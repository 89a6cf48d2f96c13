//! The `Rapport` facade
//!
//! Bundles every concept over one storage backend so applications configure
//! storage once and hand a single value around.

use std::sync::Arc;
use tokio::runtime::Handle;

use crate::allocator::TimeBoxedAllocator;
use crate::config::RapportConfig;
use crate::deadlines::DeadlineTracker;
use crate::directory::StoreUserDirectory;
use crate::friendship::RelationshipEngine;
use crate::storage::{KeyedStore, StorageError, StoreFactory};
use crate::threads::ThreadTracker;
use crate::votes::VoteTracker;
use crate::Result;

/// All Rapport concepts sharing one storage backend
#[derive(Debug, Clone)]
pub struct Rapport {
    config: Arc<RapportConfig>,
    factory: StoreFactory,
    friendships: Arc<RelationshipEngine>,
    votes: VoteTracker,
    deadlines: DeadlineTracker,
    allocator: TimeBoxedAllocator,
    threads: Arc<ThreadTracker>,
    directory: StoreUserDirectory,
}

impl Rapport {
    /// Open the configured backend and build every concept over it.
    ///
    /// Allocations persisted by an earlier run get their release timers back.
    /// Release timers run on the current runtime.
    pub async fn new(config: RapportConfig) -> Result<Self> {
        Self::with_scheduler(config, Handle::current()).await
    }

    /// Like [`Rapport::new`], with release timers spawned on `scheduler`
    pub async fn with_scheduler(config: RapportConfig, scheduler: Handle) -> Result<Self> {
        crate::config::validate_config(&config)?;
        let factory = StoreFactory::from_config(&config.storage).await?;

        tracing::info!("Rapport starting with {} storage", factory.backend_name());

        let allocator = TimeBoxedAllocator::from_factory(&factory, &config.allocator, scheduler);
        allocator.rearm().await?;

        Ok(Self {
            friendships: Arc::new(RelationshipEngine::from_factory(&factory, &config.friendship)),
            votes: VoteTracker::from_factory(&factory),
            deadlines: DeadlineTracker::from_factory(&factory),
            allocator,
            threads: Arc::new(ThreadTracker::from_factory(&factory)),
            directory: StoreUserDirectory::from_factory(&factory),
            config: Arc::new(config),
            factory,
        })
    }

    pub fn friendships(&self) -> &RelationshipEngine {
        &self.friendships
    }

    pub fn votes(&self) -> &VoteTracker {
        &self.votes
    }

    pub fn deadlines(&self) -> &DeadlineTracker {
        &self.deadlines
    }

    pub fn allocator(&self) -> &TimeBoxedAllocator {
        &self.allocator
    }

    pub fn threads(&self) -> &ThreadTracker {
        &self.threads
    }

    pub fn directory(&self) -> &StoreUserDirectory {
        &self.directory
    }

    pub fn config(&self) -> &RapportConfig {
        &self.config
    }

    /// Name of the storage backend in use
    pub fn backend_name(&self) -> &'static str {
        self.factory.backend_name()
    }

    /// Check that the storage backend answers
    pub async fn health_check(&self) -> std::result::Result<bool, StorageError> {
        let probe: Arc<dyn KeyedStore<crate::directory::UserProfile>> = self.factory.store();
        probe.health_check().await
    }

    /// Cancel pending release timers. Allocations stay persisted and are
    /// re-armed by the next [`crate::init`].
    pub async fn shutdown(&self) {
        self.allocator.shutdown().await;
        tracing::info!("Rapport shut down");
    }
}
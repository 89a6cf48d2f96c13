//! Per-subject voting
//!
//! Each voter holds at most one vote per subject. Setting a vote overwrites
//! the previous one; the last write wins.

use chrono::{DateTime, Utc};
use serde::{Deserialize, Serialize};
use std::fmt;
use std::str::FromStr;
use std::sync::Arc;
use tracing::debug;

use crate::models::{SubjectId, UserId};
use crate::storage::{KeyedStore, Record, RecordFilter, StorageError, StoreFactory, store_key};

/// Direction of a vote
#[derive(Debug, Clone, Copy, PartialEq, Eq, Hash, Serialize, Deserialize)]
#[serde(rename_all = "lowercase")]
pub enum VoteChoice {
    Upvote,
    Downvote,
}

impl VoteChoice {
    /// Contribution to a subject's score
    pub fn weight(&self) -> i64 {
        match self {
            VoteChoice::Upvote => 1,
            VoteChoice::Downvote => -1,
        }
    }
}

impl fmt::Display for VoteChoice {
    fn fmt(&self, f: &mut fmt::Formatter<'_>) -> fmt::Result {
        match self {
            VoteChoice::Upvote => write!(f, "upvote"),
            VoteChoice::Downvote => write!(f, "downvote"),
        }
    }
}

impl FromStr for VoteChoice {
    type Err = String;

    fn from_str(s: &str) -> Result<Self, Self::Err> {
        match s.to_lowercase().as_str() {
            "upvote" | "up" => Ok(VoteChoice::Upvote),
            "downvote" | "down" => Ok(VoteChoice::Downvote),
            _ => Err(format!("Invalid vote choice: {}", s)),
        }
    }
}

/// A stored vote
#[derive(Debug, Clone, PartialEq, Eq, Serialize, Deserialize)]
pub struct VoteRecord {
    pub subject: SubjectId,
    pub voter: UserId,
    pub choice: VoteChoice,
    pub updated_at: DateTime<Utc>,
}

impl Record for VoteRecord {
    const COLLECTION: &'static str = "vote";
}

/// Aggregated votes of one subject
#[derive(Debug, Clone, Copy, Default, PartialEq, Eq, Serialize, Deserialize)]
pub struct VoteTally {
    pub upvotes: u64,
    pub downvotes: u64,
    /// Upvotes minus downvotes
    pub score: i64,
}

/// Records up/down votes per (subject, voter)
#[derive(Debug, Clone)]
pub struct VoteTracker {
    store: Arc<dyn KeyedStore<VoteRecord>>,
}

impl VoteTracker {
    pub fn new(store: Arc<dyn KeyedStore<VoteRecord>>) -> Self {
        Self { store }
    }

    pub fn from_factory(factory: &StoreFactory) -> Self {
        Self::new(factory.store())
    }

    fn key(subject: &SubjectId, voter: UserId) -> String {
        store_key([voter.to_string(), subject.to_string()])
    }

    /// Record `voter`'s vote on `subject`, replacing any earlier vote
    pub async fn set_vote(
        &self,
        choice: VoteChoice,
        subject: &SubjectId,
        voter: UserId,
    ) -> Result<(), StorageError> {
        let record = VoteRecord {
            subject: subject.clone(),
            voter,
            choice,
            updated_at: Utc::now(),
        };
        let previous = self.store.upsert(&Self::key(subject, voter), record).await?;
        debug!(
            "Vote on {} by {} set to {} (was {:?})",
            subject,
            voter,
            choice,
            previous.map(|p| p.choice)
        );
        Ok(())
    }

    /// Remove `voter`'s vote on `subject`. Returns whether a vote existed.
    pub async fn remove_vote(&self, subject: &SubjectId, voter: UserId) -> Result<bool, StorageError> {
        Ok(self.store.remove(&Self::key(subject, voter)).await?.is_some())
    }

    /// `voter`'s current vote on `subject`, `None` when they have not voted
    pub async fn get_vote(
        &self,
        subject: &SubjectId,
        voter: UserId,
    ) -> Result<Option<VoteChoice>, StorageError> {
        Ok(self
            .store
            .get(&Self::key(subject, voter))
            .await?
            .map(|record| record.choice))
    }

    /// Count the votes on `subject`
    pub async fn tally(&self, subject: &SubjectId) -> Result<VoteTally, StorageError> {
        let votes = self
            .store
            .list(&RecordFilter::equals("subject", subject))
            .await?;

        let mut tally = VoteTally::default();
        for vote in &votes {
            match vote.choice {
                VoteChoice::Upvote => tally.upvotes += 1,
                VoteChoice::Downvote => tally.downvotes += 1,
            }
            tally.score += vote.choice.weight();
        }
        Ok(tally)
    }
}

#[cfg(test)]
mod tests {
    use super::*;
    use crate::storage::InMemoryStore;

    fn tracker() -> VoteTracker {
        VoteTracker::new(Arc::new(InMemoryStore::new()))
    }

    #[tokio::test]
    async fn test_last_write_wins() {
        let votes = tracker();
        let post = SubjectId::from("post-1");
        let voter = UserId::new();

        assert_eq!(votes.get_vote(&post, voter).await.unwrap(), None);

        votes.set_vote(VoteChoice::Upvote, &post, voter).await.unwrap();
        votes.set_vote(VoteChoice::Downvote, &post, voter).await.unwrap();
        assert_eq!(
            votes.get_vote(&post, voter).await.unwrap(),
            Some(VoteChoice::Downvote)
        );

        assert!(votes.remove_vote(&post, voter).await.unwrap());
        assert!(!votes.remove_vote(&post, voter).await.unwrap());
        assert_eq!(votes.get_vote(&post, voter).await.unwrap(), None);
    }

    #[tokio::test]
    async fn test_tally_counts_one_vote_per_voter() {
        let votes = tracker();
        let post = SubjectId::from("post-1");
        let other = SubjectId::from("post-2");
        let (a, b, c) = (UserId::new(), UserId::new(), UserId::new());

        votes.set_vote(VoteChoice::Upvote, &post, a).await.unwrap();
        votes.set_vote(VoteChoice::Upvote, &post, a).await.unwrap();
        votes.set_vote(VoteChoice::Upvote, &post, b).await.unwrap();
        votes.set_vote(VoteChoice::Downvote, &post, c).await.unwrap();
        votes.set_vote(VoteChoice::Downvote, &other, c).await.unwrap();

        assert_eq!(
            votes.tally(&post).await.unwrap(),
            VoteTally {
                upvotes: 2,
                downvotes: 1,
                score: 1
            }
        );
    }

    #[test]
    fn test_choice_parsing() {
        assert_eq!("UP".parse::<VoteChoice>().unwrap(), VoteChoice::Upvote);
        assert_eq!("downvote".parse::<VoteChoice>().unwrap(), VoteChoice::Downvote);
        assert!("sideways".parse::<VoteChoice>().is_err());
    }
}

· · · · ·

Exercise requirements
A bare number is expected: how many lines above contain the word "earlier"?

Response
2